PROBLEM: Please go line by line through the material and copy each one containing the word "data".

GIVEN RECORDS:
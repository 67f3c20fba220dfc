//! DevMate core data models.
//!
//! This crate defines the fundamental data structures for the personalized
//! learning roadmap system: roadmaps with their phase/activity trees, the
//! draft document produced by the external curriculum generator, and the
//! onboarding preferences that drive generation.

#![warn(missing_docs)]

// Core identities
mod id;

// Time source
mod clock;

// Roadmap tree
mod roadmap;

// Generator draft document
mod draft;

// Onboarding
mod preferences;
mod catalog;

// Re-exports
pub use id::*;
pub use clock::{Clock, SystemClock};

// Roadmap & progress
pub use roadmap::{Activity, ActivityKind, Difficulty, ParseKindError, Phase, Roadmap};

// Generator draft
pub use draft::{ActivityDraft, PhaseDraft, RoadmapDraft};

// Onboarding
pub use preferences::{
    average_confidence, confidence_from_array, confidence_to_array, validate_confidence_scores,
    ConfidenceScore, UserPreferences, CONFIDENCE_QUESTIONS, MAX_CONFIDENCE_SCORE,
};
pub use catalog::{builtin_topics, builtin_tracks, Topic, TopicSeed, Track, TrackSeed};

/// Timestamp type
pub type Time = chrono::DateTime<chrono::Utc>;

OUTPUT OF THE TASK:
//! DevMate core data models.
//! This crate defines the fundamental data structures for the personalized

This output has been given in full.